On 3/24/2015 at 9:47 PM, Mad Rocket Scientist said:

Before I started playing KSP I would have been stumped by this problem; however now it's obvious: you need a F-35 to take off from a conveyer belt!

 

On 5/14/2018 at 6:23 PM, Snark said:

No.  The plane is stationary with respect to the ground.

  • Case A:  It's sitting on a conveyor belt, stationary with respect to the ground and the air (until the plane's engines move it forward).
  • Case B:  It's sitting on the ground, stationary with respect to the ground and the air (until the plane's engines move it forward).

At no point does the plane move backwards.  No tailwind.

[...]

This brings up an interesting analogy:

If a plane is sitting on a infinite conveyor belt, which is already moving backwards at a fixed, constant speed, and the plane is moving along with it, backwards relative to the ground and the air, it is indistinguishable from a tailwind. I believe this can help to narrow down the exact source of the confusion, as everyone can agree that most planes can take off in reasonable tailwinds.

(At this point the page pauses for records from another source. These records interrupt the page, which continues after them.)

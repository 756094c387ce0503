//! Configuration for the Harmony simulator
//!
//! Loads configuration from an optional TOML file. Every field has a default,
//! so an empty file (or no file) runs the stock simulator; command-line flags
//! override the file.
//!
//! ```toml
//! [network]
//! bind_address = "0.0.0.0"
//! port = 81
//!
//! [streaming]
//! wire_format = "binary"
//! rate_hz = 30
//!
//! [simulation]
//! left_seed = 42
//! right_seed = 99
//! initial_gesture = "repos"
//!
//! [[gestures]]
//! name = "rock"
//! description = "Index and little finger up"
//! flex_targets = [3500, 500, 3500, 3500, 500]
//! ```

use crate::devices::MotionRates;
use crate::error::{Error, Result};
use crate::gesture::{CustomGesture, GestureMotion, GestureTable};
use crate::streaming::WireFormat;
use serde::{Deserialize, Serialize};
use std::fs;
use std::path::Path;
use std::str::FromStr;
use std::time::Duration;

/// Highest accepted streaming rate
pub const MAX_RATE_HZ: u32 = 1000;

/// Top-level application configuration
#[derive(Debug, Clone, Default, Deserialize, Serialize)]
pub struct AppConfig {
    #[serde(default)]
    pub network: NetworkConfig,
    #[serde(default)]
    pub streaming: StreamingConfig,
    #[serde(default)]
    pub simulation: SimulationConfig,
    #[serde(default)]
    pub logging: LoggingConfig,
    /// Extra presets appended after the built-in ones
    #[serde(default)]
    pub gestures: Vec<CustomGestureConfig>,
}

/// WebSocket listener
#[derive(Debug, Clone, Deserialize, Serialize)]
pub struct NetworkConfig {
    /// Interface to bind (e.g. `0.0.0.0`, `127.0.0.1`)
    #[serde(default = "default_bind_address")]
    pub bind_address: String,
    /// TCP port; 0 picks a free one
    #[serde(default = "default_port")]
    pub port: u16,
}

fn default_bind_address() -> String {
    "0.0.0.0".to_string()
}

fn default_port() -> u16 {
    81
}

impl Default for NetworkConfig {
    fn default() -> Self {
        Self {
            bind_address: default_bind_address(),
            port: default_port(),
        }
    }
}

impl NetworkConfig {
    /// `host:port`, bracketing IPv6 literals
    pub fn socket_address(&self) -> String {
        if self.bind_address.contains(':') && !self.bind_address.starts_with('[') {
            format!("[{}]:{}", self.bind_address, self.port)
        } else {
            format!("{}:{}", self.bind_address, self.port)
        }
    }
}

/// Output format and tick rate
#[derive(Debug, Clone, Deserialize, Serialize)]
pub struct StreamingConfig {
    #[serde(default)]
    pub wire_format: WireFormat,
    /// Ticks (and frames) per second
    #[serde(default = "default_rate_hz")]
    pub rate_hz: u32,
}

fn default_rate_hz() -> u32 {
    30
}

impl Default for StreamingConfig {
    fn default() -> Self {
        Self {
            wire_format: WireFormat::default(),
            rate_hz: default_rate_hz(),
        }
    }
}

impl StreamingConfig {
    /// Simulation step and send period
    pub fn tick_interval(&self) -> Duration {
        Duration::from_secs_f64(1.0 / f64::from(self.rate_hz.max(1)))
    }

    /// Frames between two summary log lines (five seconds' worth)
    pub fn summary_interval(&self) -> u64 {
        u64::from(self.rate_hz) * 5
    }
}

/// Glove simulation parameters
#[derive(Debug, Clone, Deserialize, Serialize)]
pub struct SimulationConfig {
    /// Seed of the left glove (`esp1`)
    #[serde(default = "default_left_seed")]
    pub left_seed: u64,
    /// Seed of the right glove (`esp2`)
    #[serde(default = "default_right_seed")]
    pub right_seed: u64,
    /// Convergence rate toward hold targets (1/s)
    #[serde(default = "default_hold_rate")]
    pub hold_rate: f64,
    /// Convergence rate toward the wave target (1/s)
    #[serde(default = "default_wave_rate")]
    pub wave_rate: f64,
    /// Preset active at startup
    #[serde(default = "default_initial_gesture")]
    pub initial_gesture: String,
}

fn default_left_seed() -> u64 {
    42
}

fn default_right_seed() -> u64 {
    99
}

fn default_hold_rate() -> f64 {
    3.0
}

fn default_wave_rate() -> f64 {
    5.0
}

fn default_initial_gesture() -> String {
    "repos".to_string()
}

impl Default for SimulationConfig {
    fn default() -> Self {
        Self {
            left_seed: default_left_seed(),
            right_seed: default_right_seed(),
            hold_rate: default_hold_rate(),
            wave_rate: default_wave_rate(),
            initial_gesture: default_initial_gesture(),
        }
    }
}

impl SimulationConfig {
    pub fn motion_rates(&self) -> MotionRates {
        MotionRates {
            hold: self.hold_rate,
            wave: self.wave_rate,
        }
    }
}

/// Logging configuration
#[derive(Debug, Clone, Deserialize, Serialize)]
pub struct LoggingConfig {
    /// Default filter (trace, debug, info, warn, error, off); `RUST_LOG` wins
    #[serde(default = "default_log_level")]
    pub level: String,
}

fn default_log_level() -> String {
    "info".to_string()
}

impl Default for LoggingConfig {
    fn default() -> Self {
        Self {
            level: default_log_level(),
        }
    }
}

/// A preset defined in the configuration file
///
/// Exactly one of `flex_targets` and `dynamic` must be given.
#[derive(Debug, Clone, PartialEq, Deserialize, Serialize)]
pub struct CustomGestureConfig {
    pub name: String,
    #[serde(default)]
    pub description: String,
    /// Hold targets, thumb first, each in 0..=4095
    #[serde(default, skip_serializing_if = "Option::is_none")]
    pub flex_targets: Option<[u16; 5]>,
    /// Animate like the built-in wave
    #[serde(default)]
    pub dynamic: bool,
}

impl CustomGestureConfig {
    fn to_gesture(&self) -> Result<CustomGesture> {
        let motion = match (self.flex_targets, self.dynamic) {
            (Some(targets), false) => GestureMotion::Hold(targets.map(f64::from)),
            (None, true) => GestureMotion::Wave,
            (Some(_), true) => {
                return Err(Error::Config(format!(
                    "gesture '{}' sets both flex_targets and dynamic",
                    self.name
                )));
            }
            (None, false) => {
                return Err(Error::Config(format!(
                    "gesture '{}' needs flex_targets or dynamic = true",
                    self.name
                )));
            }
        };

        Ok(CustomGesture {
            name: self.name.clone(),
            description: self.description.clone(),
            motion,
        })
    }
}

/// Command-line values that take precedence over the file
#[derive(Debug, Clone, Default)]
pub struct ConfigOverrides {
    pub host: Option<String>,
    pub port: Option<u16>,
    pub wire_format: Option<WireFormat>,
    pub rate_hz: Option<u32>,
}

impl AppConfig {
    /// Load configuration from TOML file
    pub fn from_file<P: AsRef<Path>>(path: P) -> Result<Self> {
        let contents = fs::read_to_string(path)?;
        let config: AppConfig = toml::from_str(&contents)?;
        Ok(config)
    }

    /// File contents when a path is given, defaults otherwise
    pub fn load(path: Option<&Path>) -> Result<Self> {
        match path {
            Some(path) => Self::from_file(path),
            None => Ok(Self::default()),
        }
    }

    /// Save configuration to TOML file
    pub fn to_file<P: AsRef<Path>>(&self, path: P) -> Result<()> {
        let contents = toml::to_string_pretty(self)
            .map_err(|e| Error::Config(format!("cannot serialize config: {}", e)))?;
        fs::write(path, contents)?;
        Ok(())
    }

    pub fn apply_overrides(&mut self, overrides: ConfigOverrides) {
        if let Some(host) = overrides.host {
            self.network.bind_address = host;
        }
        if let Some(port) = overrides.port {
            self.network.port = port;
        }
        if let Some(format) = overrides.wire_format {
            self.streaming.wire_format = format;
        }
        if let Some(rate) = overrides.rate_hz {
            self.streaming.rate_hz = rate;
        }
    }

    /// Built-in presets plus the validated custom ones
    pub fn gesture_table(&self) -> Result<GestureTable> {
        let custom = self
            .gestures
            .iter()
            .map(CustomGestureConfig::to_gesture)
            .collect::<Result<Vec<_>>>()?;
        GestureTable::with_custom(custom)
    }

    /// Check everything that could otherwise fail after startup
    pub fn validate(&self) -> Result<()> {
        if self.network.bind_address.trim().is_empty() {
            return Err(Error::Config("bind_address must not be empty".to_string()));
        }

        let rate = self.streaming.rate_hz;
        if rate == 0 || rate > MAX_RATE_HZ {
            return Err(Error::Config(format!(
                "rate_hz must be in 1..={}, got {}",
                MAX_RATE_HZ, rate
            )));
        }

        for (name, value) in [
            ("hold_rate", self.simulation.hold_rate),
            ("wave_rate", self.simulation.wave_rate),
        ] {
            if !value.is_finite() || value <= 0.0 {
                return Err(Error::Config(format!(
                    "{} must be a positive number, got {}",
                    name, value
                )));
            }
        }

        let table = self.gesture_table()?;
        if table.lookup(&self.simulation.initial_gesture).is_none() {
            return Err(Error::Config(format!(
                "unknown initial_gesture '{}' (available: {})",
                self.simulation.initial_gesture,
                table.names().join(", ")
            )));
        }

        log::LevelFilter::from_str(&self.logging.level).map_err(|_| {
            Error::Config(format!("unknown log level '{}'", self.logging.level))
        })?;

        Ok(())
    }
}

It seems like part of it is confusion over acceleration and speed, and how the belt exerts backwards force on the plane both as a constant, tiny friction due to speed, and a greater backwards impulse that only occurs when the belt accelerates (I think). However, the thrust from the engines is always a constant acceleration, meaning that the belt must continuously and rapidly accelerate if it wants to overcome the acceleration of the engines.

Personally I think it depends on how plausible the conveyor, wheels, and plane are.